The following invention relates to ballbearings, and in particular, an apparatus for mounting and precisely aligning such bearings.
Contained in a ballbearing are inner and outer races, separated by a plurality of balls that roll in opposed grooves in each of the races. The inner race typically receives a shaft or journal, and the outer race is mounted on a structure that supports the shaft load. So as to achieve maximum bearing service life, the inner and outer races should be properly aligned so that the two races are parallel to one another with respect to a common center line. If however, the races are not parallel, the path the bearing balls follow as they move around the shaft is not on a plane perpendicular to the common center line. As a result, the balls move from one side of the race groove to the opposite side and therefore have both movement around the shaft axis and back and forth parallel to the common center line. This condition is often referred to as bearing angular misalignment and can produce premature bearing spalling, which results from the combination of bearing angular misalignment and the consequentual reduction in ball loading area. Another product of unwanted bearing angular misalignment is smearing. That occurs as the balls move from loaded to unloaded positions in the race grooves. Hence, the wear on the bearing components from bearing angular misalignment is thus significantly accelerated, reducing the life of the bearing.
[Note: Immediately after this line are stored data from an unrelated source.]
//! Structural normalization passes.
//!
//! Five small tree-to-tree transforms run after the semantic rewriters:
//! hoisting duplicate subqueries in a projection into a shared slot,
//! collapsing trivial wrapping subqueries, turning single-value
//! quantifier patterns into `Contains`, turning the length of a
//! materialized subquery into `Count`, and folding conditional null-check
//! idioms into coalesce or null-conditional nodes.
//!
//! Each pass is idempotent and independent of the others; running the
//! whole set twice yields the same tree as running it once.

use crate::query::errors::CompileResult;
use crate::query::expr::{BinaryOp, Expr};
use crate::query::tree::{BodyClause, QueryModel, ResultOperator, SourceOrigin};
use crate::query::visit::Rewriter;

/// Runs every normalization pass, in a fixed (but arbitrary) order.
pub fn normalize(query: QueryModel) -> CompileResult<QueryModel> {
    let query = HoistDuplicateSubqueries::over(&query).rewrite_query(query)?;
    let query = FlattenTrivialSources.rewrite_query(query)?;
    let query = QuantifierToContains.rewrite_query(query)?;
    let query = ArrayLengthToCount.rewrite_query(query)?;
    let query = FoldNullChecks.rewrite_query(query)?;
    Ok(query)
}

/// Replaces repeated identical subqueries in a projection with one
/// [`Expr::Shared`] evaluation and [`Expr::SharedRef`] back-references.
struct HoistDuplicateSubqueries {
    next_slot: usize,
}

impl HoistDuplicateSubqueries {
    /// Slot numbering continues past any slots already present, so a
    /// rerun never collides with earlier hoists.
    fn over(query: &QueryModel) -> Self {
        let mut max = None;
        scan_slots(&query.projection, &mut max);
        Self {
            next_slot: max.map_or(0, |m| m + 1),
        }
    }

    fn hoist(&mut self, expr: Expr) -> Expr {
        let mut plan: Vec<Duplicate> = Vec::new();
        count_subqueries(&expr, &mut plan);
        plan.retain(|d| d.occurrences > 1);
        if plan.is_empty() {
            return expr;
        }
        self.replace(expr, &mut plan)
    }

    fn replace(&mut self, expr: Expr, plan: &mut Vec<Duplicate>) -> Expr {
        match expr {
            Expr::Subquery(query) => {
                let Some(dup) = plan.iter_mut().find(|d| d.query == *query) else {
                    return Expr::Subquery(query);
                };
                match dup.slot {
                    Some(slot) => Expr::SharedRef(slot),
                    None => {
                        let slot = self.next_slot;
                        self.next_slot += 1;
                        dup.slot = Some(slot);
                        Expr::Shared {
                            slot,
                            expr: Box::new(Expr::Subquery(query)),
                        }
                    }
                }
            }
            // Already-hoisted evaluations keep their slot.
            hoisted @ (Expr::Shared { .. } | Expr::SharedRef(_)) => hoisted,
            Expr::Property { object, name } => Expr::Property {
                object: Box::new(self.replace(*object, plan)),
                name,
            },
            Expr::NamedProperty { object, name } => Expr::NamedProperty {
                object: Box::new(self.replace(*object, plan)),
                name,
            },
            Expr::KeyTuple(items) => Expr::KeyTuple(
                items
                    .into_iter()
                    .map(|item| self.replace(item, plan))
                    .collect(),
            ),
            Expr::Conditional {
                test,
                if_true,
                if_false,
            } => Expr::Conditional {
                test: Box::new(self.replace(*test, plan)),
                if_true: Box::new(self.replace(*if_true, plan)),
                if_false: Box::new(self.replace(*if_false, plan)),
            },
            Expr::Coalesce { left, right } => Expr::Coalesce {
                left: Box::new(self.replace(*left, plan)),
                right: Box::new(self.replace(*right, plan)),
            },
            Expr::NullConditional { guard, access } => Expr::NullConditional {
                guard,
                access: Box::new(self.replace(*access, plan)),
            },
            Expr::Materialize { kind, source } => Expr::Materialize {
                kind,
                source: Box::new(self.replace(*source, plan)),
            },
            Expr::Binary { op, left, right } => Expr::Binary {
                op,
                left: Box::new(self.replace(*left, plan)),
                right: Box::new(self.replace(*right, plan)),
            },
            other => other,
        }
    }
}

struct Duplicate {
    query: QueryModel,
    occurrences: usize,
    slot: Option<usize>,
}

fn count_subqueries(expr: &Expr, out: &mut Vec<Duplicate>) {
    match expr {
        Expr::Subquery(query) => {
            if let Some(dup) = out.iter_mut().find(|d| d.query == **query) {
                dup.occurrences += 1;
            } else {
                out.push(Duplicate {
                    query: (**query).clone(),
                    occurrences: 1,
                    slot: None,
                });
            }
        }
        Expr::Shared { .. } | Expr::SharedRef(_) => {}
        Expr::Property { object, .. }
        | Expr::NamedProperty { object, .. }
        | Expr::Downcast { object, .. } => count_subqueries(object, out),
        Expr::Unary { operand, .. } | Expr::ArrayLength(operand) => {
            count_subqueries(operand, out)
        }
        Expr::Binary { left, right, .. }
        | Expr::Coalesce { left, right }
        | Expr::ReferenceEqual { left, right } => {
            count_subqueries(left, out);
            count_subqueries(right, out);
        }
        Expr::Conditional {
            test,
            if_true,
            if_false,
        } => {
            count_subqueries(test, out);
            count_subqueries(if_true, out);
            count_subqueries(if_false, out);
        }
        Expr::NullConditional { guard, access } => {
            count_subqueries(guard, out);
            count_subqueries(access, out);
        }
        Expr::KeyTuple(items) => {
            for item in items {
                count_subqueries(item, out);
            }
        }
        Expr::Materialize { source, .. } => count_subqueries(source, out),
        Expr::Constant(_)
        | Expr::External(_)
        | Expr::Parameter(_)
        | Expr::Source(_)
        | Expr::CorrelatedCollection { .. } => {}
    }
}

fn scan_slots(expr: &Expr, max: &mut Option<usize>) {
    if let Expr::Shared { slot, .. } | Expr::SharedRef(slot) = expr {
        *max = Some(max.map_or(*slot, |m| m.max(*slot)));
    }
    match expr {
        Expr::Property { object, .. }
        | Expr::NamedProperty { object, .. }
        | Expr::Downcast { object, .. } => scan_slots(object, max),
        Expr::Unary { operand, .. } | Expr::ArrayLength(operand) => scan_slots(operand, max),
        Expr::Binary { left, right, .. }
        | Expr::Coalesce { left, right }
        | Expr::ReferenceEqual { left, right } => {
            scan_slots(left, max);
            scan_slots(right, max);
        }
        Expr::Conditional {
            test,
            if_true,
            if_false,
        } => {
            scan_slots(test, max);
            scan_slots(if_true, max);
            scan_slots(if_false, max);
        }
        Expr::NullConditional { guard, access } => {
            scan_slots(guard, max);
            scan_slots(access, max);
        }
        Expr::KeyTuple(items) => {
            for item in items {
                scan_slots(item, max);
            }
        }
        Expr::Materialize { source, .. } | Expr::Shared { expr: source, .. } => {
            scan_slots(source, max)
        }
        _ => {}
    }
}

impl Rewriter for HoistDuplicateSubqueries {
    fn rewrite_query(&mut self, query: QueryModel) -> CompileResult<QueryModel> {
        let mut query = self.walk_query(query)?;
        query.projection = self.hoist(query.projection);
        Ok(query)
    }
}

/// Collapses `from q in (from r in X select r) ...` into `from q in X ...`.
struct FlattenTrivialSources;

fn trivially_wraps(query: &QueryModel) -> bool {
    query.body.is_empty()
        && query.operators.is_empty()
        && query.origin_navigation.is_none()
        && query.projection == Expr::Source(query.source.id)
}

fn collapse(origin: SourceOrigin) -> SourceOrigin {
    match origin {
        SourceOrigin::Query(inner) if trivially_wraps(&inner) => {
            let inner = *inner;
            collapse(inner.source.origin)
        }
        other => other,
    }
}

impl Rewriter for FlattenTrivialSources {
    fn rewrite_query(&mut self, query: QueryModel) -> CompileResult<QueryModel> {
        let mut query = self.walk_query(query)?;
        query.source.origin = collapse(query.source.origin);
        Ok(query)
    }
}

/// Rewrites `Any(x => x == v)` into `Contains(v)` and
/// `All(x => x != v)` into `!Contains(v)`, for a captured `v`.
struct QuantifierToContains;

fn is_captured(expr: &Expr) -> bool {
    matches!(
        expr,
        Expr::External(_) | Expr::Parameter(_) | Expr::Constant(_)
    )
}

/// Splits `elem <op> captured` into the captured side, requiring the
/// other side to be exactly the query's projected element.
fn captured_comparand<'e>(
    left: &'e Expr,
    right: &'e Expr,
    element: &Expr,
) -> Option<&'e Expr> {
    if left == element && is_captured(right) {
        Some(right)
    } else if right == element && is_captured(left) {
        Some(left)
    } else {
        None
    }
}

impl Rewriter for QuantifierToContains {
    fn rewrite_expr(&mut self, expr: Expr) -> CompileResult<Expr> {
        let expr = self.walk_expr(expr)?;
        let Expr::Subquery(mut query) = expr else {
            return Ok(expr);
        };

        match query.operators.last() {
            Some(ResultOperator::Any) => {
                let Some(BodyClause::Where(Expr::Binary {
                    op: BinaryOp::Eq,
                    left,
                    right,
                })) = query.body.last()
                else {
                    return Ok(Expr::Subquery(query));
                };
                let Some(captured) = captured_comparand(left, right, &query.projection) else {
                    return Ok(Expr::Subquery(query));
                };
                let captured = captured.clone();
                query.body.pop();
                query.operators.pop();
                query.operators.push(ResultOperator::Contains(captured));
                Ok(Expr::Subquery(query))
            }
            Some(ResultOperator::All(Expr::Binary {
                op: BinaryOp::NotEq,
                left,
                right,
            })) => {
                let Some(captured) = captured_comparand(left, right, &query.projection) else {
                    return Ok(Expr::Subquery(query));
                };
                let captured = captured.clone();
                query.operators.pop();
                query.operators.push(ResultOperator::Contains(captured));
                Ok(Expr::not(Expr::Subquery(query)))
            }
            _ => Ok(Expr::Subquery(query)),
        }
    }
}

/// Rewrites the length of a materialized subquery into a `Count` result
/// operator on the subquery itself.
struct ArrayLengthToCount;

impl Rewriter for ArrayLengthToCount {
    fn rewrite_expr(&mut self, expr: Expr) -> CompileResult<Expr> {
        let expr = self.walk_expr(expr)?;
        let Expr::ArrayLength(operand) = expr else {
            return Ok(expr);
        };
        Ok(match *operand {
            Expr::Subquery(query) => Expr::subquery(query.with_operator(ResultOperator::Count)),
            Expr::Materialize { source, .. } => match *source {
                Expr::Subquery(query) => {
                    Expr::subquery(query.with_operator(ResultOperator::Count))
                }
                source => Expr::ArrayLength(Box::new(source)),
            },
            operand => Expr::ArrayLength(Box::new(operand)),
        })
    }
}

/// Folds `x == null ? y : x` (and mirrors) into `Coalesce(x, y)`, and
/// `g != null ? f(g) : null` (and mirrors) into a null-conditional node.
struct FoldNullChecks;

/// Decomposes a null test, returning the probed operand and whether the
/// test asserts non-null.
fn null_test(test: &Expr) -> Option<(&Expr, bool)> {
    let Expr::Binary { op, left, right } = test else {
        return None;
    };
    if !op.is_equality() {
        return None;
    }
    let probed: &Expr = if right.is_null_constant() {
        left
    } else if left.is_null_constant() {
        right
    } else {
        return None;
    };
    Some((probed, *op == BinaryOp::NotEq))
}

impl Rewriter for FoldNullChecks {
    fn rewrite_expr(&mut self, expr: Expr) -> CompileResult<Expr> {
        let expr = self.walk_expr(expr)?;
        let Expr::Conditional {
            test,
            if_true,
            if_false,
        } = expr
        else {
            return Ok(expr);
        };
        let Some((probed, non_null)) = null_test(&test) else {
            return Ok(Expr::Conditional {
                test,
                if_true,
                if_false,
            });
        };

        let (when_present, when_null) = if non_null {
            (&if_true, &if_false)
        } else {
            (&if_false, &if_true)
        };
        if **when_present == *probed {
            return Ok(Expr::Coalesce {
                left: Box::new(probed.clone()),
                right: Box::new((**when_null).clone()),
            });
        }
        if when_null.is_null_constant() {
            return Ok(Expr::null_conditional(
                probed.clone(),
                (**when_present).clone(),
            ));
        }
        Ok(Expr::Conditional {
            test,
            if_true,
            if_false,
        })
    }
}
If the outer race support is on a plane that is substantially nonperpendicular to the shaft axis, a bending moment is produced between the inner and outer races. As a result, the bearing will be angularly misaligned and a torque relationship between the inner and outer races will also exist, which is transmitted through the balls to the races along the plane of the shaft axis, that being the bearing common center line. The engendered nonparallel relationship between the race grooves, combined with the increased ball loading arising from the reduced contact area and bending moment, enlarges the destructive forces exerted on the balls and race grooves, further accelerating spalling and smearing. In addition, the increase in loading on the bearing together with the reduction in the ball load carrying surface, increases the chances for damage to the bearing from shocks and blows sustained during its installation and subsequent storage. This is generally referred to as brinelling, and results from the plastic flow in the race grooves from the excessive stresses applied thereto by the balls when they are stationary. Consequently, angular misalignment, when combined with inter-race torque, further increases bearing wear and the chances of premature failure.
In the prior art, self-aligning bearings are used to compensate for angular misalignment. These bearings are typically cut to have spherical outer races that swivel in the bearing supporting structure. In small electric motors, for example, the socket is on a removable motor end plate. When the plate is mounted on the motor frame, the socket permits the plate to swivel with respect to the shaft and bearing, which eliminates at least a portion of the inter-race torque that otherwise arises from the bending moments if the plate did not swivel. Nevertheless, the inter-race torque is not completely eliminated because a certain amount of friction exists between the outer race and the socket which generates a moment opposing the swivel movement of the plate. Hence, for the plate to swivel, the moment must be overcome by an equal and opposite moment exerted between the races through the balls. The opposing moment thus creates inter-race torque, which is present after the plate swivels. Furthermore, the opposing moment arises from the angular misalignment between the races, and consequently, the same results are produced as in the case of nonself-aligning bearings, specifically: spalling and brinelling. Needless to say, these negative results are particularly significant if the friction between the outer race and the socket is high, since that increases the moment and concomitant torque.
Consequently, self-aligning bearings simply limit rather than eliminate the inter-race torque condition. And of equal importance, even if the inter-race torque is small the races are at their maximum angle of misalignment; that is, the balls are pressed against the opposite sides of the grooves on diametrically opposite sides of the bearing. It is particularly noteworthy that angular misalignment is present in all prior art self-aligning bearings to some degree, and hence the path of the balls as they roll is skewed or nonperpendicular to the shaft axis, which, as mentioned earlier, substantially increases the wear on the bearing parts.
So it can be observed that although self-aligning bearings can serve to reduce the torque between the inner and outer races arising from the bending moments, they do not necessarily limit it to allowable limits. Of equal importance, because traditional self-aligning bearings do not completely eliminate the inter-race torque, angular misalignment is not eliminated. Finally, since the outer race on such bearings is generally spherically cut, they are considerably more expensive than standard bearings having simple ring-like outer races.